» **Input for this task**:
==============================

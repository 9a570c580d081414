use serde::Serialize;

use super::vocabulary::ColumnRole;
use super::ParseError;

/// Column positions located from header rows.
///
/// A role stays `None` until a header naming it is seen. Later header rows
/// overwrite earlier assignments.
#[derive(Debug, Clone, Copy, Default, PartialEq, Eq, Serialize)]
pub struct ColumnRoles {
    pub sample_type: Option<usize>,
    pub peak_name: Option<usize>,
    pub retention_time: Option<usize>,
    pub area: Option<usize>,
    pub sample_name: Option<usize>,
    pub weight: Option<usize>,
    pub dilution: Option<usize>,
}

impl ColumnRoles {
    pub fn new() -> Self {
        Self::default()
    }

    fn slot_mut(&mut self, role: ColumnRole) -> &mut Option<usize> {
        match role {
            ColumnRole::SampleType => &mut self.sample_type,
            ColumnRole::PeakName => &mut self.peak_name,
            ColumnRole::RetentionTime => &mut self.retention_time,
            ColumnRole::Area => &mut self.area,
            ColumnRole::SampleName => &mut self.sample_name,
            ColumnRole::Weight => &mut self.weight,
            ColumnRole::Dilution => &mut self.dilution,
        }
    }

    /// Assign a column index to a role
    pub fn assign(&mut self, role: ColumnRole, index: usize) {
        *self.slot_mut(role) = Some(index);
    }

    /// Column index for a role, if one has been located
    pub fn get(&self, role: ColumnRole) -> Option<usize> {
        match role {
            ColumnRole::SampleType => self.sample_type,
            ColumnRole::PeakName => self.peak_name,
            ColumnRole::RetentionTime => self.retention_time,
            ColumnRole::Area => self.area,
            ColumnRole::SampleName => self.sample_name,
            ColumnRole::Weight => self.weight,
            ColumnRole::Dilution => self.dilution,
        }
    }

    /// Whether the export carries a weight column
    pub fn has_weight(&self) -> bool {
        self.weight.is_some()
    }

    /// Whether the export carries a dilution column
    pub fn has_dilution(&self) -> bool {
        self.dilution.is_some()
    }

    /// Read the field for `role` from a data row.
    ///
    /// Fails when the role was never located or the row is too short to
    /// contain it.
    pub fn field<'a>(
        &self,
        role: ColumnRole,
        fields: &[&'a str],
        line: usize,
    ) -> Result<&'a str, ParseError> {
        let index = self
            .get(role)
            .ok_or(ParseError::MissingColumn { line, role })?;
        fields.get(index).copied().ok_or(ParseError::ShortRow {
            line,
            role,
            index,
            width: fields.len(),
        })
    }
}
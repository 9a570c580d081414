//! # Injection Data Model
//!
//! One [`Injection`] exists per unique sample name in an exported result file.
//! Each injection is built incrementally: the export carries one row per
//! analyte peak, so a sample's two peak areas usually arrive on separate rows
//! and are merged into the same entity.
//!
//! The [`InjectionSet`] keeps entities in the order they first appeared in
//! the file. Report tables and duplicate pairing both depend on that order.

mod set;
mod types;

#[cfg(test)]
mod tests;

pub use set::{InjectionSet, PeakRatioIssue};
pub use types::{Analyte, Injection, SampleCategory};
/// Errors raised by the assay calculator
#[derive(Debug, Clone, PartialEq, thiserror::Error)]
pub enum AssayError {
    /// A calculation parameter is missing a usable value
    #[error("Invalid {name}: {value} (must be a finite, positive number)")]
    InvalidParameter { name: &'static str, value: f64 },

    /// Unknown sample has no defined peak ratio
    #[error("Sample '{sample}': peak ratio is undefined (internal standard area is zero)")]
    UndefinedPeakRatio { sample: String },

    /// Unknown sample weight of zero
    #[error("Sample '{sample}': weight is zero")]
    ZeroWeight { sample: String },

    /// Result is not a finite number
    #[error("Sample '{sample}': assay result is not a finite number")]
    NonFiniteResult { sample: String },
}

impl AssayError {
    /// Sample the error concerns, if it is a per-sample failure
    pub fn sample(&self) -> Option<&str> {
        match self {
            AssayError::UndefinedPeakRatio { sample }
            | AssayError::ZeroWeight { sample }
            | AssayError::NonFiniteResult { sample } => Some(sample),
            AssayError::InvalidParameter { .. } => None,
        }
    }
}
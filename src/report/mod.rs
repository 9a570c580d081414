//! # Report Exporter
//!
//! Renders a processed run for the operator:
//!
//! - a spreadsheet workbook ([`write_workbook`]) with the standards table,
//!   calibration summary and per-sample results,
//! - a terminal summary (the [`fmt::Display`] impl of [`AssayReport`], or
//!   [`AssayReport::format_colored`]),
//! - an optional JSON dump ([`AssayReport::write_json`]).
//!
//! Nothing here performs calculations; the report is assembled from results
//! the calibration and assay passes have already produced.

use std::fs;
use std::path::Path;

use chrono::{DateTime, Local};
use serde::Serialize;

use crate::assay::{AssayError, AssayParameters, DuplicateGroup, PairingMode};
use crate::calibration::CalibrationStats;
use crate::injection::{Injection, InjectionSet};

mod error;
mod naming;
mod summary;
mod workbook;

#[cfg(test)]
mod tests;

pub use error::ReportError;
pub use naming::{output_file_name, output_path};
pub use workbook::{build_workbook, unknown_headers, write_workbook};

/// Duplicate averaging section of a report
#[derive(Debug, Clone, PartialEq, Serialize)]
pub struct DuplicateSection {
    /// How duplicates were grouped
    pub mode: PairingMode,
    /// Averaged groups in file order
    pub groups: Vec<DuplicateGroup>,
}

impl DuplicateSection {
    /// Group whose average is reported on the row of `sample`
    pub fn group_ending_at(&self, sample: &str) -> Option<&DuplicateGroup> {
        self.groups.iter().find(|g| g.last_member() == Some(sample))
    }
}

/// Everything needed to render the results of one run
#[derive(Debug, Clone, Serialize)]
pub struct AssayReport {
    /// Input file the results came from
    pub source: String,

    /// When the report was generated
    pub generated_at: DateTime<Local>,

    /// All parsed injections with computed results
    pub injections: InjectionSet,

    /// Calibration statistics from the standards
    pub calibration: CalibrationStats,

    /// Parameters the assay was computed with
    pub parameters: AssayParameters,

    /// RSD acceptance limit as a fraction
    pub rsd_threshold: f64,

    /// Duplicate averages, when requested
    pub duplicates: Option<DuplicateSection>,

    /// Per-sample calculation failures
    pub failures: Vec<String>,
}

impl AssayReport {
    pub fn new(
        source: impl Into<String>,
        injections: InjectionSet,
        calibration: CalibrationStats,
        parameters: AssayParameters,
    ) -> Self {
        Self {
            source: source.into(),
            generated_at: Local::now(),
            injections,
            calibration,
            parameters,
            rsd_threshold: crate::calibration::DEFAULT_RSD_THRESHOLD,
            duplicates: None,
            failures: Vec::new(),
        }
    }

    pub fn with_rsd_threshold(mut self, threshold: f64) -> Self {
        self.rsd_threshold = threshold;
        self
    }

    pub fn with_duplicates(mut self, section: DuplicateSection) -> Self {
        self.duplicates = Some(section);
        self
    }

    /// Record per-sample failures from the assay pass
    pub fn with_failures(mut self, failures: &[AssayError]) -> Self {
        self.failures = failures.iter().map(ToString::to_string).collect();
        self
    }

    /// Whether the calibration RSD is within the acceptance limit
    pub fn calibration_passed(&self) -> bool {
        self.calibration.passes(self.rsd_threshold)
    }

    /// Acceptance limit in percent, e.g. `"10"` or `"7.5"`
    pub fn rsd_limit_label(&self) -> String {
        percent_label(self.rsd_threshold)
    }

    pub fn standards(&self) -> impl Iterator<Item = &Injection> {
        self.injections.standards()
    }

    pub fn unknowns(&self) -> impl Iterator<Item = &Injection> {
        self.injections.unknowns()
    }

    /// Serialize the report as pretty-printed JSON
    pub fn to_json(&self) -> Result<String, ReportError> {
        Ok(serde_json::to_string_pretty(self)?)
    }

    /// Write the JSON form of the report to `path`
    pub fn write_json<P: AsRef<Path>>(&self, path: P) -> Result<(), ReportError> {
        let path = path.as_ref();
        fs::write(path, self.to_json()?).map_err(|source| ReportError::Write {
            path: path.to_path_buf(),
            source,
        })
    }
}

/// Render a fraction as a percentage with at most two decimals and no
/// trailing zeros (`0.07` gives `"7"`, `0.125` gives `"12.5"`)
pub fn percent_label(fraction: f64) -> String {
    let text = format!("{:.2}", fraction * 100.0);
    let text = text.trim_end_matches('0').trim_end_matches('.');
    if text == "-0" {
        "0".to_string()
    } else {
        text.to_string()
    }
}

==============================

» **What you will do**:
Begin with the first line of the listing and copy exactly through the line that contains "Later header rows", please, keeping both ends and leaving out everything after.

» **Answer to this problem**:
repository 9a570c580d081414
use serde::Serialize;

use super::vocabulary::ColumnRole;
use super::ParseError;

/// Column positions located from header rows.
///
/// A role stays `None` until a header naming it is seen. Later header rows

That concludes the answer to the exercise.